EXERCISE GOAL: Using the data below, determine the number of lines that include the string "else". Write only that number.

Excerpts from a dataset:
......

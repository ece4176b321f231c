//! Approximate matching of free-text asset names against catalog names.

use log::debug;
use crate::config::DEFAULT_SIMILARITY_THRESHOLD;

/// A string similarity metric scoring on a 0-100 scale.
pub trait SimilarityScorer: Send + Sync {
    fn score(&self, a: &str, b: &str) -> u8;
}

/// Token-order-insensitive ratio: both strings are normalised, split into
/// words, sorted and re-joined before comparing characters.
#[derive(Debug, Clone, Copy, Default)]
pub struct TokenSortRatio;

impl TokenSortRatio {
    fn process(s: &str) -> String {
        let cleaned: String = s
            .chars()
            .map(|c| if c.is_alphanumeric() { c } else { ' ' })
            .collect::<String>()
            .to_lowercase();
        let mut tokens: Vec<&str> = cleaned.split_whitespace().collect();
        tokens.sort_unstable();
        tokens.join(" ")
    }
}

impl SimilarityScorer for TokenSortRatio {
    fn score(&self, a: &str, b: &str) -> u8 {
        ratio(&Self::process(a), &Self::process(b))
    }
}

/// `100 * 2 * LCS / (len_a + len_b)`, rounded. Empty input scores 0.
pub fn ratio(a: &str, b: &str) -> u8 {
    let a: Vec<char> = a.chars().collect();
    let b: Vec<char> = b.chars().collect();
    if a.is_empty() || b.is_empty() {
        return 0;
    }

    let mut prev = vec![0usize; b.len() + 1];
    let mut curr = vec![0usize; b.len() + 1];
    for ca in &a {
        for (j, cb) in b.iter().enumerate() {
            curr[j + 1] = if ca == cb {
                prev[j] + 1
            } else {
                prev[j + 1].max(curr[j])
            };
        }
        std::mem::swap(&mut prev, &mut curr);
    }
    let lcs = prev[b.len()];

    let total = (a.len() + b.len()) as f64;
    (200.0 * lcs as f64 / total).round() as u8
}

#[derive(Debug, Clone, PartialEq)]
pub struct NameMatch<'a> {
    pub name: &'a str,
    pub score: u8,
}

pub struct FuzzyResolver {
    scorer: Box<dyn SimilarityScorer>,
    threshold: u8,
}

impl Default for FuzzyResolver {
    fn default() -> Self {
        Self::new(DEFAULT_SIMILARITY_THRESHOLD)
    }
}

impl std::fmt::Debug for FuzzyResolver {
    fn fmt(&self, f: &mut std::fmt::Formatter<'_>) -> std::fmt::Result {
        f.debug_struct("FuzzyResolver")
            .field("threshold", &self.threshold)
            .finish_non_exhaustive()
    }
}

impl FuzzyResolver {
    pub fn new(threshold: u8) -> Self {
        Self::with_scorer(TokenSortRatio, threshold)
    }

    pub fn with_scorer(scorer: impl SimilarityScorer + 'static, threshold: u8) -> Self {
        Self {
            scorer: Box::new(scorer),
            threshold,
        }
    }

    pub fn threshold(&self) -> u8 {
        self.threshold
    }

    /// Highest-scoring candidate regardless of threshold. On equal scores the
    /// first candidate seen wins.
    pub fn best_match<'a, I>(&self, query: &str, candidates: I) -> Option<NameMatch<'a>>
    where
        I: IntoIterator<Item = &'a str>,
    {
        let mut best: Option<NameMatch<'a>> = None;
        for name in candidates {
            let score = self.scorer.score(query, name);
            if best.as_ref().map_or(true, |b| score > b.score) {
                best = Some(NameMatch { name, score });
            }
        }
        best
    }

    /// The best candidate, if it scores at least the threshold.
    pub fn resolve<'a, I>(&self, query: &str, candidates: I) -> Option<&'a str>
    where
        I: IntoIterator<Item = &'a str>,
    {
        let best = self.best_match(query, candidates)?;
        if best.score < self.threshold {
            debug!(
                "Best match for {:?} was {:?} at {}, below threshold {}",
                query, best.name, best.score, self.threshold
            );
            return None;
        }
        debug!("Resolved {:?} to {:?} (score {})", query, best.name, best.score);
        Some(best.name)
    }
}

......

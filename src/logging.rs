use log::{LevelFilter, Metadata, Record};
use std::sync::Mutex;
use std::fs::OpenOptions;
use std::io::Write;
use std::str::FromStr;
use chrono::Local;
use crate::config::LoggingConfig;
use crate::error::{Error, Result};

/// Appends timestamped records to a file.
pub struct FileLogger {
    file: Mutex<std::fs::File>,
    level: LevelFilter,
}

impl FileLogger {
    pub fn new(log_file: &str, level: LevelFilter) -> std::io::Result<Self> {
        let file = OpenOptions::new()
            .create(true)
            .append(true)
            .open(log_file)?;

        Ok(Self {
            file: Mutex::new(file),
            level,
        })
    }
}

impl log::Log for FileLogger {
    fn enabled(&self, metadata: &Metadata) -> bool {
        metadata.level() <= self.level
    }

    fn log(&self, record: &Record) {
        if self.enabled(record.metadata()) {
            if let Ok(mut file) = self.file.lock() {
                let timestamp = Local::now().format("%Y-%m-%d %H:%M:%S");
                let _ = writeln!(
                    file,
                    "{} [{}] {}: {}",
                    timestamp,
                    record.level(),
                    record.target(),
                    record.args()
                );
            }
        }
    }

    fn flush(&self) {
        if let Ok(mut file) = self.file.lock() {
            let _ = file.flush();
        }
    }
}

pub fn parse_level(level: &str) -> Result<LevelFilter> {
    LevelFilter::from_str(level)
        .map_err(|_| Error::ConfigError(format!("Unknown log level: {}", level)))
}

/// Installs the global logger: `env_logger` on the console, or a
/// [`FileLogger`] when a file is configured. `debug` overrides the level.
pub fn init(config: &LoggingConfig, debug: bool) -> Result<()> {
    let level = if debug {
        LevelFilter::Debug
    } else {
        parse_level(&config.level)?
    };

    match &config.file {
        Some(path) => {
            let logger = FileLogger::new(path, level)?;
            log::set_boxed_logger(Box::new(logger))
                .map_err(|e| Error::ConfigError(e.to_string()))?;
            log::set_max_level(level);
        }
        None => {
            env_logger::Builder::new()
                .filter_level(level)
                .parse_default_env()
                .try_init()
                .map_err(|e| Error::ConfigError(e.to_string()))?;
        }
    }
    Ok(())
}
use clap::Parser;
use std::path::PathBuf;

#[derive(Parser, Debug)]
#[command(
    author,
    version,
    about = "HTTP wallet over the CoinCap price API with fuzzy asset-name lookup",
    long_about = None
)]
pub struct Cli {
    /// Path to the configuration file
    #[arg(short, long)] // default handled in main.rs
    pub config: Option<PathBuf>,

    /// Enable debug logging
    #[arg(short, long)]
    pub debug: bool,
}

......

EXERCISE RESULT: 3